Fiona is also the Executive Chair of the Medical Research Council and her major area of research is in the role of stem cells in adult tissue maintenance. Her current projects are directed towards self-renewal and lineage selection by human and mouse epidermal stem cells, the role of stem cells in epidermal and oral tumour formation and the assembly and function of the epidermal cornified envelope.
In the article Professor Watt discusses her career, significant collaborations and lessons learned. In one story, Fiona explains how early in her career she faced rejection.
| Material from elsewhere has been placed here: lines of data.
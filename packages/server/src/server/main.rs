// Main entry point for API server

use std::sync::Arc;

use anyhow::{Context, Result};
use server_core::domains::auth::JwtService;
use server_core::kernel::{
    BaseKeyValueStore, BaseSmsService, LoggingSmsService, RedisStore, ServerDeps, SystemClock,
    TwilioAdapter,
};
use server_core::{server::build_app, Config};
use sqlx::postgres::PgPoolOptions;
use tracing_subscriber::{layer::SubscriberExt, util::SubscriberInitExt};
use twilio::{TwilioOptions, TwilioService};

#[tokio::main]
async fn main() -> Result<()> {
    // Initialize logging
    tracing_subscriber::registry()
        .with(
            tracing_subscriber::EnvFilter::try_from_default_env()
                .unwrap_or_else(|_| "info,server_core=debug,sqlx=warn".into()),
        )
        .with(tracing_subscriber::fmt::layer())
        .init();

    tracing::info!("Starting Roomkey API");

    // Load configuration
    let config = Config::from_env().context("Failed to load configuration")?;
    tracing::info!("Configuration loaded");

    // Connect to database
    tracing::info!("Connecting to database...");
    let pool = PgPoolOptions::new()
        .max_connections(10)
        .connect(&config.database_url)
        .await
        .context("Failed to connect to database")?;
    tracing::info!("Database connected");

    // Run migrations
    tracing::info!("Running database migrations...");
    sqlx::migrate!("./migrations")
        .run(&pool)
        .await
        .context("Failed to run migrations")?;
    tracing::info!("Migrations complete");

    // Connect to Redis
    let kv_store: Arc<dyn BaseKeyValueStore> = Arc::new(
        RedisStore::connect(&config.redis_url, config.store_timeout())
            .await
            .context("Failed to connect to Redis")?,
    );
    tracing::info!("Redis connected");

    // SMS: Twilio when fully configured, otherwise log messages
    let sms: Arc<dyn BaseSmsService> = match &config.twilio {
        Some(twilio) => {
            let service = Arc::new(TwilioService::new(TwilioOptions {
                account_sid: twilio.account_sid.clone(),
                auth_token: twilio.auth_token.clone(),
                from_number: twilio.from_number.clone(),
                api_base: None,
            }));
            Arc::new(TwilioAdapter::new(service, config.otp_expiry_minutes))
        }
        None => {
            tracing::warn!("Twilio not configured, SMS will be logged instead of sent");
            Arc::new(LoggingSmsService)
        }
    };

    let jwt_service = Arc::new(JwtService::new(&config.jwt_secret, config.jwt_issuer.clone()));

    let deps = ServerDeps::new(
        pool,
        kv_store,
        sms,
        Arc::new(SystemClock),
        jwt_service,
        config.otp_settings(),
        config.invite_settings(),
        config.phone_hash_salt.clone(),
    );

    // Build application
    let app = build_app(deps);

    // Start server
    let addr = format!("0.0.0.0:{}", config.port);
    tracing::info!("Starting server on {}", addr);
    tracing::info!("Health check: http://localhost:{}/health", config.port);

    let listener = tokio::net::TcpListener::bind(&addr)
        .await
        .context("Failed to bind to address")?;

    axum::serve(
        listener,
        app.into_make_service_with_connect_info::<std::net::SocketAddr>(),
    )
    .await
    .context("Server error")?;

    Ok(())
}
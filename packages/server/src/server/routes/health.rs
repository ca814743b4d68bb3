use axum::{extract::Extension, http::StatusCode, Json};
use serde::Serialize;
use std::time::Duration;

use crate::server::app::AppState;

const CHECK_TIMEOUT: Duration = Duration::from_secs(5);

#[derive(Serialize)]
pub struct HealthResponse {
    status: String,
    database: ComponentHealth,
    key_value_store: ComponentHealth,
    connection_pool: ConnectionPoolHealth,
}

#[derive(Serialize)]
pub struct ComponentHealth {
    status: String,
    #[serde(skip_serializing_if = "Option::is_none")]
    error: Option<String>,
}

impl ComponentHealth {
    fn ok() -> Self {
        Self {
            status: "ok".to_string(),
            error: None,
        }
    }

    fn failed(error: String) -> Self {
        Self {
            status: "error".to_string(),
            error: Some(error),
        }
    }
}

#[derive(Serialize)]
pub struct ConnectionPoolHealth {
    size: u32,
    idle_connections: usize,
    max_connections: u32,
}

/// Health check endpoint
///
/// Checks Postgres and the key-value store. Returns 200 OK if both answer,
/// 503 Service Unavailable otherwise.
pub async fn health_handler(
    Extension(state): Extension<AppState>,
) -> (StatusCode, Json<HealthResponse>) {
    let deps = &state.deps;

    let database = match tokio::time::timeout(
        CHECK_TIMEOUT,
        sqlx::query("SELECT 1").execute(&deps.db_pool),
    )
    .await
    {
        Ok(Ok(_)) => ComponentHealth::ok(),
        Ok(Err(e)) => ComponentHealth::failed(format!("Query failed: {}", e)),
        Err(_) => ComponentHealth::failed("Query timeout (>5s)".to_string()),
    };

    let key_value_store = match tokio::time::timeout(CHECK_TIMEOUT, deps.kv_store.ping()).await {
        Ok(Ok(())) => ComponentHealth::ok(),
        Ok(Err(e)) => ComponentHealth::failed(e.to_string()),
        Err(_) => ComponentHealth::failed("Ping timeout (>5s)".to_string()),
    };

    let connection_pool = ConnectionPoolHealth {
        size: deps.db_pool.size(),
        idle_connections: deps.db_pool.num_idle(),
        max_connections: deps.db_pool.options().get_max_connections(),
    };

    let is_healthy = database.status == "ok" && key_value_store.status == "ok";
    let (status_code, status) = if is_healthy {
        (StatusCode::OK, "healthy")
    } else {
        (StatusCode::SERVICE_UNAVAILABLE, "unhealthy")
    };

    (
        status_code,
        Json(HealthResponse {
            status: status.to_string(),
            database,
            key_value_store,
            connection_pool,
        }),
    )
}
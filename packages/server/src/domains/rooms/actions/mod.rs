pub mod send_invite;

pub use send_invite::send_invite;
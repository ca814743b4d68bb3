// HTTP middleware
pub mod ip_extractor;
pub mod jwt_auth;

pub use ip_extractor::*;
pub use jwt_auth::*;
//! Mapping from domain errors to HTTP responses.

use axum::{
    http::StatusCode,
    response::{IntoResponse, Response},
    Json,
};
use serde_json::json;
use tracing::error;

use crate::domains::auth::OtpError;
use crate::domains::rooms::{InviteError, RoomError};

/// Error returned by every handler; renders as `{ "error", "message" }`.
#[derive(Debug)]
pub struct ApiError {
    pub status: StatusCode,
    pub code: &'static str,
    pub message: String,
}

impl ApiError {
    pub fn new(status: StatusCode, code: &'static str, message: impl Into<String>) -> Self {
        Self {
            status,
            code,
            message: message.into(),
        }
    }

    pub fn bad_request(message: impl Into<String>) -> Self {
        Self::new(StatusCode::BAD_REQUEST, "VALIDATION_ERROR", message)
    }

    pub fn unauthorized() -> Self {
        Self::new(
            StatusCode::UNAUTHORIZED,
            "UNAUTHENTICATED",
            "A valid bearer token is required",
        )
    }

    pub fn rate_limited() -> Self {
        Self::new(
            StatusCode::TOO_MANY_REQUESTS,
            "RATE_LIMITED",
            "Too many requests, try again later",
        )
    }

    fn internal() -> Self {
        Self::new(
            StatusCode::INTERNAL_SERVER_ERROR,
            "INTERNAL_ERROR",
            "Internal server error",
        )
    }

    fn unavailable() -> Self {
        Self::new(
            StatusCode::SERVICE_UNAVAILABLE,
            "STORE_UNAVAILABLE",
            "Service temporarily unavailable, try again",
        )
    }
}

impl From<OtpError> for ApiError {
    fn from(e: OtpError) -> Self {
        let message = e.to_string();
        match e {
            OtpError::NotFound => Self::new(StatusCode::NOT_FOUND, "OTP_NOT_FOUND", message),
            OtpError::Expired => Self::new(StatusCode::GONE, "OTP_EXPIRED", message),
            OtpError::AttemptsExceeded => {
                Self::new(StatusCode::TOO_MANY_REQUESTS, "OTP_ATTEMPTS_EXCEEDED", message)
            }
            OtpError::Mismatch { .. } => {
                Self::new(StatusCode::UNAUTHORIZED, "OTP_MISMATCH", message)
            }
            OtpError::StoreUnavailable => Self::unavailable(),
        }
    }
}

impl From<InviteError> for ApiError {
    fn from(e: InviteError) -> Self {
        let message = e.to_string();
        match e {
            InviteError::NotFound => Self::new(StatusCode::NOT_FOUND, "INVITE_NOT_FOUND", message),
            InviteError::RoomNotFound => {
                Self::new(StatusCode::NOT_FOUND, "ROOM_NOT_FOUND", message)
            }
            InviteError::InvalidStatus(_) => {
                Self::new(StatusCode::CONFLICT, "INVITE_INVALID_STATUS", message)
            }
            InviteError::Expired => Self::new(StatusCode::GONE, "INVITE_EXPIRED", message),
            InviteError::StoreUnavailable => Self::unavailable(),
        }
    }
}

impl From<RoomError> for ApiError {
    fn from(e: RoomError) -> Self {
        let message = e.to_string();
        match e {
            RoomError::NotFound => Self::new(StatusCode::NOT_FOUND, "ROOM_NOT_FOUND", message),
            RoomError::NotAMember => Self::new(StatusCode::FORBIDDEN, "NOT_A_MEMBER", message),
            RoomError::StoreUnavailable => Self::unavailable(),
        }
    }
}

impl From<anyhow::Error> for ApiError {
    fn from(e: anyhow::Error) -> Self {
        if let Some(otp) = e.downcast_ref::<OtpError>() {
            return otp.clone().into();
        }
        if let Some(invite) = e.downcast_ref::<InviteError>() {
            return invite.clone().into();
        }
        if let Some(room) = e.downcast_ref::<RoomError>() {
            return room.clone().into();
        }
        error!(error = %e, "Unhandled error in request");
        Self::internal()
    }
}

impl IntoResponse for ApiError {
    fn into_response(self) -> Response {
        let body = Json(json!({
            "error": self.code,
            "message": self.message,
        }));
        (self.status, body).into_response()
    }
}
Alongside her colleague, Charles O’Neill, they submitted a paper to a highly respected journal, but it was rejected on the grounds of ‘lack of novelty’. Fiona describes this as disappointing however has come to the realisation that “it is often our most innovative work that is rejected as ‘lacking novelty’”.
Ten years later, the area of research of this rejected paper, started to take off and in 2007 this research was replicated, and the technique is still being used today.
Fiona also gives the advice to be patient; “sometimes you have to put aside a problem until the technology catches up sufficiently to enable you to find a solution”, to collaborate: “my best collaborations started through serendipity and flourished through common goals, mutual trust and affection” and to be persistent “you can always publish important work that others will find, read and cite regardless of the journal”.
Turning Points by Nature Cell Biology is a collection of articles celebrating women researchers by providing a snapshot of the research world through their eyes.